Infinitely Losing My Edge
Yeah, I'm losing my edge.
I'm losing my edge.
The kids are coming up from behind.
I'm losing my edge.
I'm losing my edge to the kids from Cameroon and from Hong Kong.
But I was there.
I was there in 1980.
I was there at the first Cybotron show in Detroit.
I'm losing my edge.
I'm losing my edge to the kids whose footsteps I hear when they get on the decks.
I'm losing my edge to the internet seekers who can tell me every member of every good group from 1967 to 1971.
I'm losing my edge.
To all the kids in Jakarta and London.
I'm losing my edge to the art-school Paris kids in little jackets and borrowed nostalgia for the unremembered nineties.
I'm losing my edge.
I'm losing my edge.
I can hear the footsteps every night on the decks.
But I was there.
I was there in 1983 at the first Lewis practice in a loft in Vancouver.
I was working on the linndrum sounds with much patience.
I was there when Robert Palmer started up his first band.
I told him, "Don't do it that way. You'll never make a dime."
I was there.
I was the first guy playing Nils Olav to the funk kids.
I played it at the Crocodile.
Everybody thought I was crazy.
We all know.
I was there.
I was there.
I've never been wrong.
But I'm losing my edge to better-looking people with better ideas and more talent.
And they're actually really, really nice.
I'm losing my edge.
I heard you have a compilation of every good song ever done by anybody.
Every great song by Andrew Ashong & Theo Parrish. All the underground hits.
All Radiohead tracks. I heard you have a vinyl of every Charles Mingus record on German import.
I heard that you have a white label of every seminal grunge hit - 1985, '86, '87.
I heard that you have a CD compilation of every good '70s cut and another box set from the '80s.
I hear you're buying a snare and a sitar and are throwing your macbook out the window because you want to make something real. You want to make a Nick Cave & The Bad Seeds record.
I hear that you and your band have sold your arpeggiator and bought a güiro.
I hear that you and your band have sold your güiro and bought an arpeggiator.
I hear everybody that you know is more relevant than everybody that I know.

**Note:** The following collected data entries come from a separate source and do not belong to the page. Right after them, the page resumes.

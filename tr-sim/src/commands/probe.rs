//! Terrain probe at a point

use anyhow::{Context, Result};
use console::style;
use std::path::Path;

use super::print_serialized;
use crate::cli::OutputFormat;
use crate::scenario::Scenario;
use crate::utils::{add_table_row, create_table, format_angle, format_pos};
use tr_item::collision::CollisionInfo;
use tr_item::math::IVec3;
use tr_item::room::WALL;
use tr_item::{CollisionType, RoomId};

pub fn execute(path: &Path, pos: [i32; 3], angle: u16, room: u16, format: OutputFormat) -> Result<()> {
    let scenario = Scenario::load(path)?;
    let (sim, _) = scenario.build()?;

    let pos = IVec3::from_array(pos);
    let cinfo = sim
        .probe(RoomId(room), pos, angle)
        .with_context(|| format!("Failed to probe at {}", format_pos(pos)))?;

    match format {
        OutputFormat::Table => print_table(pos, &cinfo),
        _ => print_serialized(&cinfo, format)?,
    }

    Ok(())
}

fn print_table(pos: IVec3, cinfo: &CollisionInfo) {
    println!("\n{}", style("Collision Probe").bold().underlined());
    println!("Position: {}", style(format_pos(pos)).cyan());
    println!("Heading: {} (quadrant {})", format_angle(cinfo.angle), cinfo.quadrant);

    let kind = format!("{:?}", cinfo.kind);
    if cinfo.kind == CollisionType::None {
        println!("Result: {}", style(kind).green());
    } else {
        println!("Result: {}", style(kind).red());
        println!("Correction: {}", format_pos(cinfo.offset));
    }
    if cinfo.static_hit {
        println!("Blocked by a static obstacle");
    }

    let mut table = create_table(&["Probe", "Floor", "Ceiling", "Slant"]);
    for (name, side) in [("middle", &cinfo.m), ("front", &cinfo.f), ("left", &cinfo.l), ("right", &cinfo.r)] {
        add_table_row(
            &mut table,
            vec![name.to_string(), height(side.floor), height(side.ceiling), format!("{:?}", side.slant)],
        );
    }
    table.printstd();
}

fn height(value: i32) -> String {
    if value == WALL { "wall".to_string() } else { value.to_string() }
}
//! Integer math used by the simulation
//!
//! Everything here is deterministic: no floating point is involved in any
//! value that feeds back into item state.

pub mod fixed;
pub mod matrix;

pub use fixed::{
    ANGLE_0, ANGLE_45, ANGLE_90, ANGLE_180, FIXED_ONE, FIXED_SHIFT, angle, angle_lerp, atan2, cos,
    fixed_inv_u, sin, sqrt,
};
pub use glam::IVec3;
pub use matrix::{MAX_MATRICES, Matrix, MatrixStack};
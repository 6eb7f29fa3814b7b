//! Skeletal models and keyframes

use bitflags::bitflags;
use glam::IVec3;

bitflags! {
    /// Skeleton node stack operations
    #[derive(Debug, Clone, Copy, PartialEq, Eq, Default)]
    #[cfg_attr(feature = "serde", derive(serde::Serialize, serde::Deserialize))]
    pub struct NodeFlags: u32 {
        /// Restore the parent transform before this node
        const POP = 0x1;
        /// Save the current transform after restoring
        const PUSH = 0x2;
    }
}

/// Skeleton node: link from the previous joint to the next
#[derive(Debug, Clone, Copy, Default, PartialEq, Eq)]
#[cfg_attr(feature = "serde", derive(serde::Serialize, serde::Deserialize))]
pub struct Node {
    pub flags: NodeFlags,
    /// Offset from the parent joint
    pub pos: IVec3,
}

/// Bounding sphere of one mesh in the mesh's local frame
#[derive(Debug, Clone, Copy, Default, PartialEq, Eq)]
#[cfg_attr(feature = "serde", derive(serde::Serialize, serde::Deserialize))]
pub struct MeshSphere {
    pub center: IVec3,
    pub radius: i32,
}

/// Axis-aligned box in item-local space
#[derive(Debug, Clone, Copy, Default, PartialEq, Eq)]
#[cfg_attr(feature = "serde", derive(serde::Serialize, serde::Deserialize))]
pub struct Bounds {
    pub min_x: i32,
    pub max_x: i32,
    pub min_y: i32,
    pub max_y: i32,
    pub min_z: i32,
    pub max_z: i32,
}

impl Bounds {
    pub const fn new(min_x: i32, max_x: i32, min_y: i32, max_y: i32, min_z: i32, max_z: i32) -> Self {
        Self {
            min_x,
            max_x,
            min_y,
            max_y,
            min_z,
            max_z,
        }
    }

    pub fn height(&self) -> i32 {
        self.max_y - self.min_y
    }

    pub(crate) fn components(&self) -> [i32; 6] {
        [
            self.min_x, self.max_x, self.min_y, self.max_y, self.min_z, self.max_z,
        ]
    }

    pub(crate) fn from_components(c: [i32; 6]) -> Self {
        Self::new(c[0], c[1], c[2], c[3], c[4], c[5])
    }
}

/// Stored keyframe
#[derive(Debug, Clone, Default, PartialEq, Eq)]
#[cfg_attr(feature = "serde", derive(serde::Serialize, serde::Deserialize))]
pub struct AnimFrame {
    pub bounds: Bounds,
    /// Root offset from the item origin
    pub pos: IVec3,
    /// Packed joint rotations, root first, then one per skeleton node
    pub angles: Vec<u32>,
}

impl AnimFrame {
    /// Decoded rotation of joint `joint`; missing entries read as zero
    pub fn rotation(&self, joint: usize) -> [u16; 3] {
        self.angles.get(joint).copied().map_or([0; 3], unpack_rotation)
    }
}

/// Packs three angles at 10-bit precision
pub fn pack_rotation(rotation: [u16; 3]) -> u32 {
    let [x, y, z] = rotation.map(|a| u32::from(a >> 6));
    (x << 20) | (y << 10) | z
}

/// Splits a packed joint rotation into `(x, y, z)` angles.
///
/// Each axis uses 10 bits: x in bits 20..30, y in 10..20, z in 0..10.
pub fn unpack_rotation(packed: u32) -> [u16; 3] {
    let axis = |shift: u32| (((packed >> shift) & 0x3FF) as u16) << 6;
    [axis(20), axis(10), axis(0)]
}

/// Skeletal model of one item type
#[derive(Debug, Clone, Default, PartialEq, Eq)]
#[cfg_attr(feature = "serde", derive(serde::Serialize, serde::Deserialize))]
pub struct Model {
    /// Number of joints (meshes); zero for sprite-only models
    pub count: u16,
    /// First link in the level node table (`count - 1` links)
    pub node_index: u32,
    /// First mesh sphere in the level mesh table
    pub mesh_index: u32,
    /// Default clip
    pub anim_index: u16,
    /// Frames in the sprite sequence, for sprite models
    pub sprite_frames: u16,
}

impl Model {
    pub fn is_sprite(&self) -> bool {
        self.count == 0
    }
}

But have you seen my records?
Terrestrial Tones,
Ronan,
Wally Richardson,
Max Romeo,
Nirvana,
Ultra Naté,
The Remains,
The Divine Comedy,
Marshall Jefferson,
Sparks,
CMW,
The Associates,
the Normal,
The Monks,
Bizarre Inc.,
Bootsy's Rubber Band,
John Cale,
It's A Beautiful Day,
Bobby Hutcherson,
Aswad,
The Gap Band,
Dorothy Ashby,
Ajijia Myrayebe,
Kevin Saunderson,
Liliput,
Pantytec,
Gichy Dan,
Second Layer,
Livin' Joy,
E-Dancer,
The Electric Prunes,
Erasure,
Ultravox,
Echo & the Bunnymen,
Sexual Harrassment,
8 Eyed Spy,
Brand Nubian,
Hot Snakes,
Nick Fraelich,
DNA,
The Busters,
Glambeats Corp.,
Schoolly D,
Blossom Toes,
Charles Mingus,
Barrington Levy,
Glenn Branca,
The Doobie Brothers,
Bootsy Collins,
Royal Trux,
Sixth Finger,
Aloha Tigers,
Johnny Clarke,
Beasts of Bourbon,
Stockholm Monsters,
Scan 7,
Gang Gang Dance,
Oneida,
Colin Newman,
Angry Samoans,
Spoonie Gee,
Black Moon, Black Moon, Black Moon, Black Moon.
You don't know what you really want.
You don't know what you really want.
You don't know what you really want.
You don't know what you really want.
You don't know what you really want.
You don't know what you really want.
You don't know what you really want.
You don't know what you really want.
You don't know what you really want.
You don't know what you really want.
You don't know what you really want.
You don't know what you really want.
You don't know what you really want.
You don't know what you really want.
You don't know what you really want.